-- Opening Marker --
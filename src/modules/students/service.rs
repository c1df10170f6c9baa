use crate::modules::students::model::{
    CreateStudentDto, Student, StudentIdentity, StudentQueryParams,
};
use anyhow::Context;
use homeroom_core::AppError;
use sqlx::PgPool;
use tracing::instrument;

const STUDENT_COLUMNS: &str =
    "id, student_no, name, grade, class_no, number, gender, created_at, updated_at";

pub struct StudentService;

impl StudentService {
    #[instrument(skip(db, dto), fields(student_no = %dto.student_no))]
    pub async fn create_student(db: &PgPool, dto: CreateStudentDto) -> Result<Student, AppError> {
        let query = format!(
            r#"INSERT INTO students (student_no, name, grade, class_no, number, gender)
               VALUES ($1, $2, $3, $4, $5, $6)
               RETURNING {STUDENT_COLUMNS}"#
        );

        let student = sqlx::query_as::<_, Student>(&query)
            .bind(&dto.student_no)
            .bind(&dto.name)
            .bind(dto.grade)
            .bind(dto.class_no)
            .bind(dto.number)
            .bind(dto.gender)
            .fetch_one(db)
            .await
            .map_err(|e| {
                if let sqlx::Error::Database(db_err) = &e
                    && db_err.is_unique_violation()
                {
                    return AppError::conflict(anyhow::anyhow!(
                        "Student with number {} already exists",
                        dto.student_no
                    ))
                    .with_kind("student_no_taken");
                }
                AppError::database(anyhow::Error::from(e))
            })?;

        Ok(student)
    }

    #[instrument(skip(db))]
    pub async fn get_students(
        db: &PgPool,
        filters: &StudentQueryParams,
    ) -> Result<Vec<Student>, AppError> {
        let query = format!(
            r#"SELECT {STUDENT_COLUMNS}
               FROM students
               WHERE ($1::int IS NULL OR grade = $1)
                 AND ($2::int IS NULL OR class_no = $2)
               ORDER BY grade, class_no, number"#
        );

        let students = sqlx::query_as::<_, Student>(&query)
            .bind(filters.grade)
            .bind(filters.class_no)
            .fetch_all(db)
            .await
            .context("Failed to fetch students")
            .map_err(AppError::database)?;

        Ok(students)
    }

    #[instrument(skip(db))]
    pub async fn get_student_by_id(db: &PgPool, id: i64) -> Result<Student, AppError> {
        let query = format!("SELECT {STUDENT_COLUMNS} FROM students WHERE id = $1");

        let student = sqlx::query_as::<_, Student>(&query)
            .bind(id)
            .fetch_optional(db)
            .await
            .context("Failed to fetch student by ID")
            .map_err(AppError::database)?
            .ok_or_else(|| {
                AppError::not_found(anyhow::anyhow!("Student not found"))
                    .with_kind("student_not_found")
            })?;

        Ok(student)
    }

    #[instrument(skip(db))]
    pub async fn find_identity(
        db: &PgPool,
        id: i64,
    ) -> Result<Option<StudentIdentity>, sqlx::Error> {
        sqlx::query_as::<_, StudentIdentity>("SELECT id, gender FROM students WHERE id = $1")
            .bind(id)
            .fetch_optional(db)
            .await
    }

    /// Deleting a student removes their attendance records through the
    /// foreign key's `ON DELETE CASCADE`.
    #[instrument(skip(db))]
    pub async fn delete_student(db: &PgPool, id: i64) -> Result<(), AppError> {
        let result = sqlx::query("DELETE FROM students WHERE id = $1")
            .bind(id)
            .execute(db)
            .await
            .context("Failed to delete student")
            .map_err(AppError::database)?;

        if result.rows_affected() == 0 {
            return Err(AppError::not_found(anyhow::anyhow!("Student not found"))
                .with_kind("student_not_found"));
        }

        Ok(())
    }
}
-- Closing Marker --
Go through the listing above and find each line containing the string "modules"; copy those lines.

filename src/modules/students/service.rs
use crate::modules::students::model::{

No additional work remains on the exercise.